(YOUR TASK): Which lines of the data contain the string "pipeline"? Copy every one of them.

(ENTRIES PROVIDED):
=======

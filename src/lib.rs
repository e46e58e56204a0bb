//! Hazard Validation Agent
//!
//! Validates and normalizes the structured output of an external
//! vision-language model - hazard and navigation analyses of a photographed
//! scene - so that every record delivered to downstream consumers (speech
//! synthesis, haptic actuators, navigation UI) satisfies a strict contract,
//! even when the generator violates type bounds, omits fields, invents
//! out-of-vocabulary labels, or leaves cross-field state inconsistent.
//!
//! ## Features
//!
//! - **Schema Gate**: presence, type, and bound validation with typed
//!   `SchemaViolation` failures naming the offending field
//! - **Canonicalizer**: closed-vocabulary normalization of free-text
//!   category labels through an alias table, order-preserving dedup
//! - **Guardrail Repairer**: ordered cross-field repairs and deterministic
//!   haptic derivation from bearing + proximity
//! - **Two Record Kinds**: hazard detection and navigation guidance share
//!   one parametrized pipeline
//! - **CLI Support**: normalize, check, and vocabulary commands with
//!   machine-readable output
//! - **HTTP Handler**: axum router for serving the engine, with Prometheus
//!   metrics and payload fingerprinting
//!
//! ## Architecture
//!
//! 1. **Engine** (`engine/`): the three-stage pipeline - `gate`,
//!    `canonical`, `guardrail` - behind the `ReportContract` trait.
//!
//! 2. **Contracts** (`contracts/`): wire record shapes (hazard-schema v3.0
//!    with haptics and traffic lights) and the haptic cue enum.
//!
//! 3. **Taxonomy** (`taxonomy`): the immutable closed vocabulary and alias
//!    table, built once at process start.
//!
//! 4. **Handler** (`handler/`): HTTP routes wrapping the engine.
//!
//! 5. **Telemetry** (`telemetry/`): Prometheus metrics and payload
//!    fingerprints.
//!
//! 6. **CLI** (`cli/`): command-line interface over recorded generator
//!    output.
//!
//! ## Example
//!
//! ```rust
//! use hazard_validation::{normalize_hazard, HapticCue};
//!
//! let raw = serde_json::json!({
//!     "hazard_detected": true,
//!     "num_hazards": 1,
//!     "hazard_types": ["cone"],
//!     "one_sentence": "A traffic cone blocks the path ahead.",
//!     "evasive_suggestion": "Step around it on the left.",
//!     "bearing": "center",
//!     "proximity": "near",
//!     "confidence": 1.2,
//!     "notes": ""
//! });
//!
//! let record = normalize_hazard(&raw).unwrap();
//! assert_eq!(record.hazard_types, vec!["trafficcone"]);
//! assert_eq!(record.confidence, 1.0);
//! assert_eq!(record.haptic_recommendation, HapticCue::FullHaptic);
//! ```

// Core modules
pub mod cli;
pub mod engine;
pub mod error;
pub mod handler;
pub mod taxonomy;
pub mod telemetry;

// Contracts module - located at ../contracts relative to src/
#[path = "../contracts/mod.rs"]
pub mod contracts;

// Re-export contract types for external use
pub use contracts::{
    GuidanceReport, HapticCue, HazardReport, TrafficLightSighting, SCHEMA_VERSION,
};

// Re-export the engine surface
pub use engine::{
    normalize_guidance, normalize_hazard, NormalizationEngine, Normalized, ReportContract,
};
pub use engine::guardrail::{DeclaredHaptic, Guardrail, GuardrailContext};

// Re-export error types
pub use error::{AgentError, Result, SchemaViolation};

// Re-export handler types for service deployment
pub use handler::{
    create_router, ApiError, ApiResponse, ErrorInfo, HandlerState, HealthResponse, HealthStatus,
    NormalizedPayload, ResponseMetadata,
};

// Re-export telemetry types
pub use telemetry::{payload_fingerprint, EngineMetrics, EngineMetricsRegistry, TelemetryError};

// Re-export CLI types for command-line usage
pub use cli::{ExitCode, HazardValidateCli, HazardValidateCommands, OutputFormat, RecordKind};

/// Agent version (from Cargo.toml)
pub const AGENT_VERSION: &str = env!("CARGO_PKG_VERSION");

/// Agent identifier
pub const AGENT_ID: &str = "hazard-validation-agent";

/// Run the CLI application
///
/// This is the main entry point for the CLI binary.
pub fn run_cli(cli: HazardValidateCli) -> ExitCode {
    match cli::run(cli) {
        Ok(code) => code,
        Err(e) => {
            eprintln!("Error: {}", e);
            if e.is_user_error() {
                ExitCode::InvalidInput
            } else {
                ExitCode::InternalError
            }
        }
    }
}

=======

(RESULT FOR THIS EXERCISE):
//!   one parametrized pipeline
//! 1. **Engine** (`engine/`): the three-stage pipeline - `gate`,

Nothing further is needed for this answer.